The other two are continuations of my tumbling headlong down a rabbit-hole propelled by Maria Gabriela Llansol’s Book of Communities. Emily Dickinson’s influence on Llansol is clear.

Rabbit-Holes and Mystics

You know that rabbit-hole? At the moment I’m reading Saint John of the Cross’ The Ascent of Mount Carmel, to be followed by these, grounding for continuing to read Maria Gabriela Llansol’s Geography of Rebels trilogy.

There’s a longer list I’m contemplating that includes social histories by Hartmut Kaelble and Béla Tomka, Henry Suso’s The Exemplar and Thomas Müntzer’s writing.

Indirectly I’ve also become drawn to Simone Weil recently, a strange and astonishing woman who seems to be almost the quintessential twentieth century mystic, comparable with Thomas Merton. If you can recommend a good biography (there are so many) please do so in comments. Or have any recommendations of medieval mystics and/or good social histories that are worth reading.

Thoughts on Maria Gabriela Llansol’s The Book of Communities

So I’ll have to reread The Book of Communities. That was a clear thought within the first twenty pages of reading the first book of Maria Gabriela Llansol’s trilogy The Geography of Rebels. My state of mind at that thought: excitement and sorrow. However much I read, watch and listen to, there are always going to be vast chasms of stuff that I don’t know. That’s the sorrow.
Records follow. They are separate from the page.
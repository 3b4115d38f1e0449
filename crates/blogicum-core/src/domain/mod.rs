//! Domain entities - the core business objects.

mod category;
mod comment;
mod listing;
mod location;
mod pagination;
mod post;
mod user;

pub use category::Category;
pub use comment::Comment;
pub use listing::{AuthorRef, CategoryRef, CommentView, LocationRef, PostListing};
pub use location::Location;
pub use pagination::{DEFAULT_PAGE_SIZE, Page, PageRequest};
pub use post::{MAX_TITLE_LENGTH, Post};
pub use user::{MAX_USERNAME_LENGTH, User};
Excitement to discover a writer that has the capability to upend my world to the point I spent two sleepless nights thinking about the book. That such a thing is even possible beyond the heady days of youth is exciting.
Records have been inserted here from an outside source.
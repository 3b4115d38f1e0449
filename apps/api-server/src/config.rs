//! Application configuration loaded from environment variables.

use std::env;

use blogicum_core::domain::DEFAULT_PAGE_SIZE;
use blogicum_infra::{DatabaseConfig, JwtConfig};

/// Application configuration.
#[derive(Debug, Clone)]
pub struct AppConfig {
    pub host: String,
    pub port: u16,
    pub posts_per_page: u64,
    /// `None` runs the server on the in-memory store.
    pub database: Option<DatabaseConfig>,
    pub jwt: JwtConfig,
}

impl AppConfig {
    /// Load configuration from environment variables.
    pub fn from_env() -> Self {
        let database = env::var("DATABASE_URL").ok().map(|url| DatabaseConfig {
            url,
            max_connections: parse_var("DB_MAX_CONNECTIONS").unwrap_or(100),
            min_connections: parse_var("DB_MIN_CONNECTIONS").unwrap_or(10),
        });

        Self {
            host: env::var("HOST").unwrap_or_else(|_| "127.0.0.1".to_string()),
            port: parse_var("PORT").unwrap_or(8080),
            posts_per_page: parse_var("POSTS_PER_PAGE")
                .filter(|n| *n > 0)
                .unwrap_or(DEFAULT_PAGE_SIZE),
            database,
            jwt: JwtConfig::from_env(),
        }
    }
}

fn parse_var<T: std::str::FromStr>(key: &str) -> Option<T> {
    env::var(key).ok().and_then(|s| s.parse().ok())
}
//! Migration CLI tool.
//!
//! Reads `DATABASE_URL` (or `.env`) and runs `up`, `down`, `status`, `fresh`...

use sea_orm_migration::prelude::*;

#[tokio::main]
async fn main() {
    dotenvy::dotenv().ok();

    tracing_subscriber::fmt().with_env_filter("info").init();

    cli::run_cli(migration::Migrator).await;
}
There are comparisons to Clarice Lispector. Both writers quickly move beyond conventional narrative and push what is capable within the form of what we call fiction. But so do Virginia Woolf and Samuel Beckett and if comparisons must be made those are more apt. Llansol’s voices are closer to the metaphorical presences of Beckett, what she calls figures, “It is in exile, in the outside of the outside, that the network of figures, like Ana de Peñalosa, Nietzsche, Saint John of the Cross, Eckhart, Müntzer, Hadewijch, and others, takes root in order to receive the myth of the remaining life, and wonders whether there will be a place in the human body, among their bodies, where fantastic cosmogonic changes correspond to incredibly slow social mutations.” (From this excellent review of Llansol’s trilogy.)

Her use of figures allows Llansol to elude the clichés of literary characterisation and attempt to produce a feeling that is sensed rather than portrayed directly. Somewhere online I read an odd post drawing an analogy between Llansol’s trilogy and Finnegans Wake. Such an analogy is only useful in contrasting the differences. I’ve not read Finnegans Wake cover to cover and suspect I may never do so, but my impression is that Joyce moves almost entirely towards abstraction, reducing his narrative to a purely verbal code. The danger is that pushed to the extreme, abstraction is rendered so richly that it becomes unintelligible mishmash. It is quite possible I am doing Joyce a disservice  (and for once agreeing with Nabokov who called the book “nothing but a formless and dull mass of phony folklore.”) As they say on Twitter, don’t @ me.

Llansol is difficult in its own way, but never unintelligible. Her figures are subjected to deformations and subject to a series of precise sensations. It is the precision of thought that gives her story clarity and makes it a container for speculative questions about the nature of writing and close reading. I found reading The Book of Communities an intensely felt experience, nervous as much as cerebral. It is a lived experience of Merleau-Ponty’s essay on language not residing purely in the brain, but being something we do with our bodies, words are “a certain use made of my phonatory equipment, a certain modulation of my body as a being in the world.” In that sense, like poetry, it is a book that benefits by being read aloud, playing with the elisions and sound structures. Its translator, Audrey Young, from what I can tell from comparing its original online, has done an outstanding job of retaining its rich tone and rhythm.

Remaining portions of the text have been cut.